Main Idea : Even powers of primes in a number neutralize in the whole process among themselves. Consider only prime factors ^ (power % 2) for the problems.
C(r,r) + C(r+1,r) + C(r+2,r) + C(r+3,r) + ... + C(N,r) = C(N+1,r+1)
Catalan (N, K) = INV(binpow (N+1)) * Choose (2 * N, N)
Catalan number comes up in problems involving producer and consumer, say a consumer can only come when there is a producer. Like counting bracket balancing sequences, ants going up to the matrix top without crossing diagonal etc.
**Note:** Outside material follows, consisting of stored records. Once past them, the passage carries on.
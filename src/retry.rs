//! Bounded exponential backoff for whole fetch attempts

use crate::error::FetchError;
use std::time::Duration;

/// Decision returned by the retry policy
#[derive(Debug, Clone, Copy, PartialEq, Eq)]
pub enum RetryDecision {
    NoRetry,
    /// Retry after the given delay
    RetryAfter(Duration),
}

/// Exponential backoff policy with caps
#[derive(Debug, Clone, Copy, PartialEq, Eq)]
pub struct RetryPolicy {
    /// Maximum number of attempts, including the first
    pub max_attempts: u32,
    pub base_delay: Duration,
    /// Upper bound on a single delay
    pub max_delay: Duration,
}

impl Default for RetryPolicy {
    fn default() -> Self {
        Self {
            max_attempts: 3,
            base_delay: Duration::from_secs(1),
            max_delay: Duration::from_secs(30),
        }
    }
}

impl RetryPolicy {
    /// Policy that gives up after the first failure
    #[must_use]
    pub fn none() -> Self {
        Self {
            max_attempts: 1,
            ..Self::default()
        }
    }

    #[must_use]
    pub fn with_max_attempts(mut self, attempts: u32) -> Self {
        self.max_attempts = attempts.max(1);
        self
    }

    #[must_use]
    pub fn with_base_delay(mut self, delay: Duration) -> Self {
        self.base_delay = delay;
        self
    }

    /// Decide what to do after `attempt` (1-based) failed with `error`
    #[must_use]
    pub fn decide(&self, attempt: u32, error: &FetchError) -> RetryDecision {
        if attempt >= self.max_attempts || !error.is_retryable() {
            return RetryDecision::NoRetry;
        }

        // base * 2^(attempt-1), capped
        let exp = 1u32 << attempt.saturating_sub(1).min(16);
        let delay = self.base_delay.saturating_mul(exp).min(self.max_delay);
        RetryDecision::RetryAfter(delay)
    }
}
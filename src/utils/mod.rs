//! Shared utilities
//!
//! Model-specific tensor preparation lives here so backends only deal with
//! runtime sessions.

pub mod preprocessing;

pub use preprocessing::{PreprocessedImage, SamPreprocessor, SAM_INPUT_SIZE};
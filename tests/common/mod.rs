//! Shared helpers for integration tests

#![allow(dead_code)]

pub mod http_server;

use image::{DynamicImage, ImageFormat, Rgb, RgbImage};
use std::io::Cursor;

/// Encode a solid-colour image in `format`
pub fn encoded_image(width: u32, height: u32, format: ImageFormat) -> Vec<u8> {
    let image = DynamicImage::ImageRgb8(RgbImage::from_pixel(width, height, Rgb([200, 30, 60])));
    let mut bytes = Cursor::new(Vec::new());
    image.write_to(&mut bytes, format).unwrap();
    bytes.into_inner()
}

/// Deterministic payload of `len` bytes
pub fn payload(len: usize) -> Vec<u8> {
    (0..len).map(|i| (i % 251) as u8).collect()
}
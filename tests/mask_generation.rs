//! Fetch-then-segment workflow with a stub segmentation backend

mod common;

use common::encoded_image;
use common::http_server::{Reply, TestServer};
use image::{DynamicImage, ImageFormat};
use sam_prep::{
    BatchSummary, ImageBatchDownloader, ImageFetchConfig, MaskGenerator, PointPrompt,
    Result, SegmentationBackend, SegmentationMask,
};
use std::sync::{Arc, Mutex};
use std::time::Duration;
use tempfile::TempDir;

/// Marks the left half of the image up to the prompt column as foreground
#[derive(Default)]
struct HalfPlaneBackend {
    initialized: bool,
    init_calls: Arc<Mutex<usize>>,
}

impl SegmentationBackend for HalfPlaneBackend {
    fn initialize(&mut self) -> Result<Option<Duration>> {
        if self.initialized {
            return Ok(None);
        }
        *self.init_calls.lock().unwrap() += 1;
        self.initialized = true;
        Ok(Some(Duration::from_millis(1)))
    }

    fn predict(&mut self, image: &DynamicImage, prompt: &PointPrompt) -> Result<SegmentationMask> {
        let (width, height) = (image.width(), image.height());
        let data = (0..height)
            .flat_map(|_| (0..width).map(|x| if x <= prompt.x { 255 } else { 0 }))
            .collect();
        SegmentationMask::new(width, height, data)
    }

    fn is_initialized(&self) -> bool {
        self.initialized
    }

    fn name(&self) -> &str {
        "half-plane"
    }
}

async fn fetch_images(server: &TestServer, dir: &std::path::Path) -> BatchSummary {
    let urls = vec![
        server.url("/one.png"),
        server.url("/two.jpg"),
        server.url("/gone.png"),
    ];
    ImageBatchDownloader::new(&ImageFetchConfig::default())
        .unwrap()
        .batch_download(&urls, dir)
        .await
        .unwrap()
}

#[tokio::test]
async fn test_fetched_images_get_masks() {
    let server = TestServer::start(vec![
        ("/one.png", vec![Reply::Body(encoded_image(16, 12, ImageFormat::Png))]),
        ("/two.jpg", vec![Reply::Body(encoded_image(9, 5, ImageFormat::Jpeg))]),
    ]);
    let temp_dir = TempDir::new().unwrap();
    let images = temp_dir.path().join("downloaded_images");

    let fetched = fetch_images(&server, &images).await;
    assert_eq!(fetched.succeeded, 2);

    let backend = HalfPlaneBackend::default();
    let init_calls = Arc::clone(&backend.init_calls);
    let mut generator = MaskGenerator::with_backend(Box::new(backend));
    let summary = generator.process_directory(&images).unwrap();

    assert_eq!(summary.total, 2);
    assert_eq!(summary.succeeded, 2);
    assert_eq!(*init_calls.lock().unwrap(), 1);

    let masks = images.join("masks");
    let mask = image::open(masks.join("image_1_mask.png")).unwrap().to_luma8();
    assert_eq!(mask.dimensions(), (16, 12));
    // Centre prompt at x = 8
    assert_eq!(mask.get_pixel(8, 6).0, [255]);
    assert_eq!(mask.get_pixel(9, 6).0, [0]);

    let mask = image::open(masks.join("image_2_mask.png")).unwrap().to_luma8();
    assert_eq!(mask.dimensions(), (9, 5));
    assert_eq!(mask.get_pixel(4, 0).0, [255]);
    assert_eq!(mask.get_pixel(5, 0).0, [0]);
}

#[tokio::test]
async fn test_custom_output_directory() {
    let server = TestServer::start(vec![
        ("/one.png", vec![Reply::Body(encoded_image(4, 4, ImageFormat::Png))]),
        ("/two.jpg", vec![Reply::Body(encoded_image(4, 4, ImageFormat::Jpeg))]),
    ]);
    let temp_dir = TempDir::new().unwrap();
    let images = temp_dir.path().join("in");
    let out = temp_dir.path().join("out");
    fetch_images(&server, &images).await;

    let mut generator = MaskGenerator::with_backend(Box::new(HalfPlaneBackend::default()))
        .with_output_dir(Some(out.clone()));
    let summary = generator.process_directory(&images).unwrap();

    assert_eq!(summary.output_dir, out);
    assert_eq!(
        summary.outputs,
        vec![out.join("image_1_mask.png"), out.join("image_2_mask.png")]
    );
    assert!(!images.join("masks").exists());
}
For more review dp/catalan.md file.
Example: https://www.codechef.com/problems/CNTISFN343
Number of ways of distributing N distinguishable objects into K indistinguishable bins.
Nth item can be kept as a singleton or not.
Transition: F(N, K) = F(N - 1, K - 1) + K * F(N - 1, K - 1)
Many combinatorial problem can be reduced to stars and bars method. Consider the problem where you need to find number of combinations of k elements in an array such that no two elements are adjacent.
Well, try to see the structure.
......x....x....x.x..x.......x.x....
It is like there should be at least one dots between two crosses. Consider r[1] + r[2] + ... + r[k+1] = N - K where, r[1] >= 0, r[k + 1] >= 0 and other r[i] >= 1. Can you reduce this to a stars and bars problems?
Sum ... r[i] = N - K - (K - 1) Sum ... r[i] = N - 2K + 1, where r[i] >= 0.
Number of possibilities = C (N - 2K + 1 + K, K) = C(N - K + 1, K).